By the end of this lesson, you will be able to:

  • Understand the difference between processes and threads
  • Use psutil to monitor system processes
  • Identify when to use processes vs threads
  • Understand the basic concepts of concurrency

What is a Process?

A process is an instance of a running program. Each process has its own memory space, file handles, and system resources. Processes are isolated from each other by the operating system.

Let’s explore processes using the psutil library:

import psutil
import os
import time

# Get current process information
current_process = psutil.Process()

print(f"Process ID (PID): {current_process.pid}")
print(f"Process Name: {current_process.name()}")
print(f"Parent Process ID: {current_process.ppid()}")
print(f"Memory Info: {current_process.memory_info()}")
print(f"CPU Usage: {current_process.cpu_percent()}%")
Process ID (PID): 53108
Process Name: python3
Parent Process ID: 53107
Memory Info: pmem(rss=132276224, vms=885882880, shared=35389440, text=31588352, lib=0, data=243585024, dirty=0)
CPU Usage: 0.0%

System-wide Process Information

# Get all running processes
processes = []
for proc in psutil.process_iter(['pid', 'name', 'memory_percent']):
    try:
        processes.append(proc.info)
    except psutil.NoSuchProcess:
        pass

# Sort by memory usage and show top 5
top_processes = sorted(processes, key=lambda x: x['memory_percent'], reverse=True)[:5]

print("Top 5 processes by memory usage:")
for proc in top_processes:
    print(f"PID: {proc['pid']:<6} Name: {proc['name']:<20} Memory: {proc['memory_percent']:.1f}%")
Top 5 processes by memory usage:
PID: 53074  Name: deno                 Memory: 3.5%
PID: 53108  Name: python3              Memory: 3.2%
PID: 53107  Name: python3              Memory: 2.4%
PID: 294    Name: systemd-journald     Memory: 1.7%
PID: 3264   Name: fwupd                Memory: 1.0%

What is a Thread?

A thread is a lightweight execution unit within a process. Threads within the same process share memory space and resources, making communication between them easier but also introducing potential issues like race conditions.

import threading
import time

def worker_function(name, delay):
    """A simple worker function that simulates some work"""
    print(f"Thread {name} starting...")
    time.sleep(delay)
    print(f"Thread {name} finished after {delay} seconds")

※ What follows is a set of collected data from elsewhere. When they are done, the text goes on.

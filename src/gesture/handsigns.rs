//! Static finger-pose descriptions for the 26 fingerspelled letters.
//!
//! J and Z are motion letters; they are described by their end pose.

use std::sync::LazyLock;

use super::{
    description::GestureDescription,
    finger::{
        Finger::{Index, Middle, Pinky, Ring, Thumb},
        FingerCurl::{FullCurl, HalfCurl, NoCurl},
        FingerDirection::{
            DiagonalDownLeft, DiagonalDownRight, DiagonalUpLeft, DiagonalUpRight, HorizontalLeft,
            HorizontalRight, VerticalDown, VerticalUp,
        },
    },
};

static ALPHABET: LazyLock<Vec<GestureDescription>> = LazyLock::new(|| {
    vec![
        a(),
        b(),
        c(),
        d(),
        e(),
        f(),
        g(),
        h(),
        i(),
        j(),
        k(),
        l(),
        m(),
        n(),
        o(),
        p(),
        q(),
        r(),
        s(),
        t(),
        u(),
        v(),
        w(),
        x(),
        y(),
        z(),
    ]
});

/// All 26 letter descriptions, `A` through `Z`, built once.
pub fn alphabet() -> &'static [GestureDescription] {
    &ALPHABET
}

fn a() -> GestureDescription {
    GestureDescription::new("A")
        .curl(Thumb, NoCurl, 1.0)
        .direction(Thumb, VerticalUp, 1.0)
        .direction(Thumb, DiagonalUpLeft, 0.8)
        .direction(Thumb, DiagonalUpRight, 0.8)
        .curl(Index, FullCurl, 1.0)
        .curl(Middle, FullCurl, 1.0)
        .curl(Ring, FullCurl, 1.0)
        .curl(Pinky, FullCurl, 1.0)
}

fn b() -> GestureDescription {
    GestureDescription::new("B")
        .curl(Thumb, HalfCurl, 1.0)
        .curl(Thumb, FullCurl, 0.9)
        .curl(Index, NoCurl, 1.0)
        .direction(Index, VerticalUp, 1.0)
        .curl(Middle, NoCurl, 1.0)
        .direction(Middle, VerticalUp, 1.0)
        .curl(Ring, NoCurl, 1.0)
        .direction(Ring, VerticalUp, 1.0)
        .curl(Pinky, NoCurl, 1.0)
        .direction(Pinky, VerticalUp, 1.0)
}

fn c() -> GestureDescription {
    let mut sign = GestureDescription::new("C")
        .curl(Thumb, NoCurl, 1.0)
        .curl(Thumb, HalfCurl, 0.8);
    for finger in [Index, Middle, Ring, Pinky] {
        sign = sign
            .curl(finger, HalfCurl, 1.0)
            .direction(finger, HorizontalLeft, 1.0)
            .direction(finger, HorizontalRight, 1.0)
            .direction(finger, DiagonalUpLeft, 0.7)
            .direction(finger, DiagonalUpRight, 0.7);
    }
    sign
}

fn d() -> GestureDescription {
    GestureDescription::new("D")
        .curl(Thumb, HalfCurl, 1.0)
        .curl(Index, NoCurl, 1.0)
        .direction(Index, VerticalUp, 1.0)
        .curl(Middle, FullCurl, 1.0)
        .curl(Middle, HalfCurl, 0.8)
        .curl(Ring, FullCurl, 1.0)
        .curl(Ring, HalfCurl, 0.8)
        .curl(Pinky, FullCurl, 1.0)
        .curl(Pinky, HalfCurl, 0.8)
}

fn e() -> GestureDescription {
    GestureDescription::new("E")
        .curl(Thumb, FullCurl, 1.0)
        .curl(Thumb, HalfCurl, 0.8)
        .direction(Thumb, HorizontalLeft, 0.8)
        .direction(Thumb, HorizontalRight, 0.8)
        .curl(Index, FullCurl, 1.0)
        .curl(Middle, FullCurl, 1.0)
        .curl(Ring, FullCurl, 1.0)
        .curl(Pinky, FullCurl, 1.0)
}

fn f() -> GestureDescription {
    GestureDescription::new("F")
        .curl(Thumb, HalfCurl, 1.0)
        .curl(Index, FullCurl, 1.0)
        .curl(Index, HalfCurl, 0.8)
        .curl(Middle, NoCurl, 1.0)
        .direction(Middle, VerticalUp, 1.0)
        .curl(Ring, NoCurl, 1.0)
        .direction(Ring, VerticalUp, 1.0)
        .curl(Pinky, NoCurl, 1.0)
        .direction(Pinky, VerticalUp, 1.0)
}

fn g() -> GestureDescription {
    GestureDescription::new("G")
        .curl(Thumb, NoCurl, 1.0)
        .direction(Thumb, HorizontalLeft, 1.0)
        .direction(Thumb, HorizontalRight, 1.0)
        .curl(Index, NoCurl, 1.0)
        .direction(Index, HorizontalLeft, 1.0)
        .direction(Index, HorizontalRight, 1.0)
        .curl(Middle, FullCurl, 1.0)
        .curl(Ring, FullCurl, 1.0)
        .curl(Pinky, FullCurl, 1.0)
}

fn h() -> GestureDescription {
    GestureDescription::new("H")
        .curl(Thumb, HalfCurl, 1.0)
        .curl(Thumb, NoCurl, 0.6)
        .curl(Index, NoCurl, 1.0)
        .direction(Index, HorizontalLeft, 1.0)
        .direction(Index, HorizontalRight, 1.0)
        .curl(Middle, NoCurl, 1.0)
        .direction(Middle, HorizontalLeft, 1.0)
        .direction(Middle, HorizontalRight, 1.0)
        .curl(Ring, FullCurl, 1.0)
        .curl(Pinky, FullCurl, 1.0)
}

fn i() -> GestureDescription {
    GestureDescription::new("I")
        .curl(Thumb, HalfCurl, 1.0)
        .curl(Thumb, FullCurl, 0.8)
        .curl(Index, FullCurl, 1.0)
        .curl(Middle, FullCurl, 1.0)
        .curl(Ring, FullCurl, 1.0)
        .curl(Pinky, NoCurl, 1.0)
        .direction(Pinky, VerticalUp, 1.0)
}

fn j() -> GestureDescription {
    GestureDescription::new("J")
        .curl(Thumb, HalfCurl, 1.0)
        .curl(Thumb, FullCurl, 0.8)
        .curl(Index, FullCurl, 1.0)
        .curl(Middle, FullCurl, 1.0)
        .curl(Ring, FullCurl, 1.0)
        .curl(Pinky, NoCurl, 1.0)
        .direction(Pinky, DiagonalUpLeft, 1.0)
        .direction(Pinky, DiagonalUpRight, 1.0)
        .direction(Pinky, HorizontalLeft, 0.8)
        .direction(Pinky, HorizontalRight, 0.8)
}

fn k() -> GestureDescription {
    GestureDescription::new("K")
        .curl(Thumb, NoCurl, 1.0)
        .direction(Thumb, DiagonalUpLeft, 1.0)
        .direction(Thumb, DiagonalUpRight, 1.0)
        .direction(Thumb, VerticalUp, 0.6)
        .curl(Index, NoCurl, 1.0)
        .direction(Index, VerticalUp, 1.0)
        .curl(Middle, NoCurl, 1.0)
        .direction(Middle, DiagonalUpLeft, 1.0)
        .direction(Middle, DiagonalUpRight, 1.0)
        .curl(Ring, FullCurl, 1.0)
        .curl(Pinky, FullCurl, 1.0)
}

fn l() -> GestureDescription {
    GestureDescription::new("L")
        .curl(Thumb, NoCurl, 1.0)
        .direction(Thumb, HorizontalLeft, 1.0)
        .direction(Thumb, HorizontalRight, 1.0)
        .direction(Thumb, DiagonalUpLeft, 0.6)
        .direction(Thumb, DiagonalUpRight, 0.6)
        .curl(Index, NoCurl, 1.0)
        .direction(Index, VerticalUp, 1.0)
        .curl(Middle, FullCurl, 1.0)
        .curl(Ring, FullCurl, 1.0)
        .curl(Pinky, FullCurl, 1.0)
}

fn m() -> GestureDescription {
    let mut sign = GestureDescription::new("M")
        .curl(Thumb, FullCurl, 1.0)
        .curl(Thumb, HalfCurl, 0.6)
        .curl(Pinky, FullCurl, 1.0);
    for finger in [Index, Middle, Ring] {
        sign = sign
            .curl(finger, FullCurl, 1.0)
            .curl(finger, HalfCurl, 0.6)
            .direction(finger, VerticalDown, 1.0)
            .direction(finger, DiagonalDownLeft, 0.8)
            .direction(finger, DiagonalDownRight, 0.8);
    }
    sign
}

fn n() -> GestureDescription {
    let mut sign = GestureDescription::new("N")
        .curl(Thumb, FullCurl, 1.0)
        .curl(Thumb, HalfCurl, 0.6)
        .curl(Ring, FullCurl, 1.0)
        .curl(Pinky, FullCurl, 1.0);
    for finger in [Index, Middle] {
        sign = sign
            .curl(finger, FullCurl, 1.0)
            .curl(finger, HalfCurl, 0.6)
            .direction(finger, VerticalDown, 1.0)
            .direction(finger, DiagonalDownLeft, 0.8)
            .direction(finger, DiagonalDownRight, 0.8);
    }
    sign
}

fn o() -> GestureDescription {
    let mut sign = GestureDescription::new("O").curl(Thumb, HalfCurl, 1.0);
    for finger in [Index, Middle, Ring, Pinky] {
        sign = sign
            .curl(finger, HalfCurl, 1.0)
            .curl(finger, FullCurl, 0.5)
            .direction(finger, DiagonalUpLeft, 1.0)
            .direction(finger, DiagonalUpRight, 1.0)
            .direction(finger, HorizontalLeft, 0.7)
            .direction(finger, HorizontalRight, 0.7);
    }
    sign
}

fn p() -> GestureDescription {
    GestureDescription::new("P")
        .curl(Thumb, NoCurl, 1.0)
        .curl(Index, NoCurl, 1.0)
        .direction(Index, DiagonalDownLeft, 1.0)
        .direction(Index, DiagonalDownRight, 1.0)
        .direction(Index, HorizontalLeft, 0.6)
        .direction(Index, HorizontalRight, 0.6)
        .curl(Middle, NoCurl, 1.0)
        .curl(Middle, HalfCurl, 1.0)
        .direction(Middle, VerticalDown, 1.0)
        .direction(Middle, DiagonalDownLeft, 0.8)
        .direction(Middle, DiagonalDownRight, 0.8)
        .curl(Ring, FullCurl, 1.0)
        .curl(Pinky, FullCurl, 1.0)
}

fn q() -> GestureDescription {
    GestureDescription::new("Q")
        .curl(Thumb, NoCurl, 1.0)
        .direction(Thumb, VerticalDown, 1.0)
        .direction(Thumb, DiagonalDownLeft, 0.8)
        .direction(Thumb, DiagonalDownRight, 0.8)
        .curl(Index, NoCurl, 1.0)
        .direction(Index, VerticalDown, 1.0)
        .direction(Index, DiagonalDownLeft, 0.8)
        .direction(Index, DiagonalDownRight, 0.8)
        .curl(Middle, FullCurl, 1.0)
        .curl(Ring, FullCurl, 1.0)
        .curl(Pinky, FullCurl, 1.0)
}

fn r() -> GestureDescription {
    GestureDescription::new("R")
        .curl(Thumb, HalfCurl, 1.0)
        .curl(Thumb, FullCurl, 0.8)
        .curl(Index, NoCurl, 1.0)
        .direction(Index, DiagonalUpRight, 1.0)
        .direction(Index, DiagonalUpLeft, 1.0)
        .direction(Index, VerticalUp, 0.6)
        .curl(Middle, NoCurl, 1.0)
        .direction(Middle, VerticalUp, 1.0)
        .direction(Middle, DiagonalUpLeft, 0.6)
        .direction(Middle, DiagonalUpRight, 0.6)
        .curl(Ring, FullCurl, 1.0)
        .curl(Pinky, FullCurl, 1.0)
}

fn s() -> GestureDescription {
    GestureDescription::new("S")
        .curl(Thumb, HalfCurl, 1.0)
        .curl(Thumb, NoCurl, 0.6)
        .direction(Thumb, HorizontalLeft, 1.0)
        .direction(Thumb, HorizontalRight, 1.0)
        .direction(Thumb, DiagonalUpLeft, 0.6)
        .direction(Thumb, DiagonalUpRight, 0.6)
        .curl(Index, FullCurl, 1.0)
        .curl(Middle, FullCurl, 1.0)
        .curl(Ring, FullCurl, 1.0)
        .curl(Pinky, FullCurl, 1.0)
}

fn t() -> GestureDescription {
    GestureDescription::new("T")
        .curl(Thumb, HalfCurl, 1.0)
        .curl(Thumb, NoCurl, 0.5)
        .direction(Thumb, VerticalUp, 1.0)
        .direction(Thumb, DiagonalUpLeft, 0.8)
        .direction(Thumb, DiagonalUpRight, 0.8)
        .curl(Index, HalfCurl, 1.0)
        .curl(Index, FullCurl, 0.6)
        .curl(Middle, FullCurl, 1.0)
        .curl(Ring, FullCurl, 1.0)
        .curl(Pinky, FullCurl, 1.0)
}

fn u() -> GestureDescription {
    GestureDescription::new("U")
        .curl(Thumb, HalfCurl, 1.0)
        .curl(Thumb, FullCurl, 0.8)
        .curl(Index, NoCurl, 1.0)
        .direction(Index, VerticalUp, 1.0)
        .curl(Middle, NoCurl, 1.0)
        .direction(Middle, VerticalUp, 1.0)
        .curl(Ring, FullCurl, 1.0)
        .curl(Pinky, FullCurl, 1.0)
}

fn v() -> GestureDescription {
    GestureDescription::new("V")
        .curl(Thumb, HalfCurl, 1.0)
        .curl(Thumb, FullCurl, 0.8)
        .curl(Index, NoCurl, 1.0)
        .direction(Index, DiagonalUpLeft, 1.0)
        .direction(Index, DiagonalUpRight, 1.0)
        .curl(Middle, NoCurl, 1.0)
        .direction(Middle, DiagonalUpLeft, 1.0)
        .direction(Middle, DiagonalUpRight, 1.0)
        .direction(Middle, VerticalUp, 0.6)
        .curl(Ring, FullCurl, 1.0)
        .curl(Pinky, FullCurl, 1.0)
}

fn w() -> GestureDescription {
    GestureDescription::new("W")
        .curl(Thumb, HalfCurl, 1.0)
        .curl(Thumb, FullCurl, 0.8)
        .curl(Index, NoCurl, 1.0)
        .direction(Index, DiagonalUpLeft, 1.0)
        .direction(Index, DiagonalUpRight, 1.0)
        .curl(Middle, NoCurl, 1.0)
        .direction(Middle, VerticalUp, 1.0)
        .curl(Ring, NoCurl, 1.0)
        .direction(Ring, DiagonalUpLeft, 1.0)
        .direction(Ring, DiagonalUpRight, 1.0)
        .curl(Pinky, FullCurl, 1.0)
        .curl(Pinky, HalfCurl, 0.8)
}

fn x() -> GestureDescription {
    GestureDescription::new("X")
        .curl(Thumb, HalfCurl, 1.0)
        .curl(Thumb, NoCurl, 0.6)
        .curl(Index, HalfCurl, 1.0)
        .direction(Index, VerticalUp, 1.0)
        .direction(Index, DiagonalUpLeft, 0.8)
        .direction(Index, DiagonalUpRight, 0.8)
        .curl(Middle, FullCurl, 1.0)
        .curl(Ring, FullCurl, 1.0)
        .curl(Pinky, FullCurl, 1.0)
}

fn y() -> GestureDescription {
    GestureDescription::new("Y")
        .curl(Thumb, NoCurl, 1.0)
        .direction(Thumb, DiagonalUpLeft, 1.0)
        .direction(Thumb, DiagonalUpRight, 1.0)
        .direction(Thumb, HorizontalLeft, 0.8)
        .direction(Thumb, HorizontalRight, 0.8)
        .curl(Index, FullCurl, 1.0)
        .curl(Middle, FullCurl, 1.0)
        .curl(Ring, FullCurl, 1.0)
        .curl(Pinky, NoCurl, 1.0)
        .direction(Pinky, DiagonalUpLeft, 1.0)
        .direction(Pinky, DiagonalUpRight, 1.0)
        .direction(Pinky, HorizontalLeft, 0.8)
        .direction(Pinky, HorizontalRight, 0.8)
}

fn z() -> GestureDescription {
    GestureDescription::new("Z")
        .curl(Thumb, HalfCurl, 1.0)
        .curl(Thumb, NoCurl, 0.6)
        .curl(Index, NoCurl, 1.0)
        .direction(Index, DiagonalUpLeft, 1.0)
        .direction(Index, DiagonalUpRight, 1.0)
        .direction(Index, HorizontalLeft, 0.7)
        .direction(Index, HorizontalRight, 0.7)
        .curl(Middle, FullCurl, 1.0)
        .curl(Ring, FullCurl, 1.0)
        .curl(Pinky, FullCurl, 1.0)
}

# Get information about the current thread
main_thread = threading.current_thread()
print(f"Main thread name: {main_thread.name}")
print(f"Main thread ID: {main_thread.ident}")
print(f"Active thread count: {threading.active_count()}")
Main thread name: MainThread
Main thread ID: 123313093158720
Active thread count: 8

Creating and Managing Threads

# Create some threads
threads = []
for i in range(3):
    thread = threading.Thread(
        target=worker_function, 
        args=(f"Worker-{i}", i + 1),
        name=f"WorkerThread-{i}"
    )
    threads.append(thread)

# Start all threads
for thread in threads:
    thread.start()

# Wait for all threads to complete
for thread in threads:
    thread.join()

print("All threads completed!")
Thread Worker-0 starting...Thread Worker-1 starting...

Thread Worker-2 starting...
Thread Worker-0 finished after 1 seconds
Thread Worker-1 finished after 2 seconds
Thread Worker-2 finished after 3 seconds
All threads completed!

Process vs Thread Comparison

Let’s create a practical example to demonstrate the differences:

import multiprocessing
import threading
import time
import os

def cpu_intensive_task(n):
    """A CPU-intensive task for demonstration"""
    result = 0
    for i in range(n):
        result += i * i
    return result

def io_intensive_task(duration):
    """An I/O-intensive task (simulated with sleep)"""
    time.sleep(duration)
    return f"Task completed after {duration} seconds"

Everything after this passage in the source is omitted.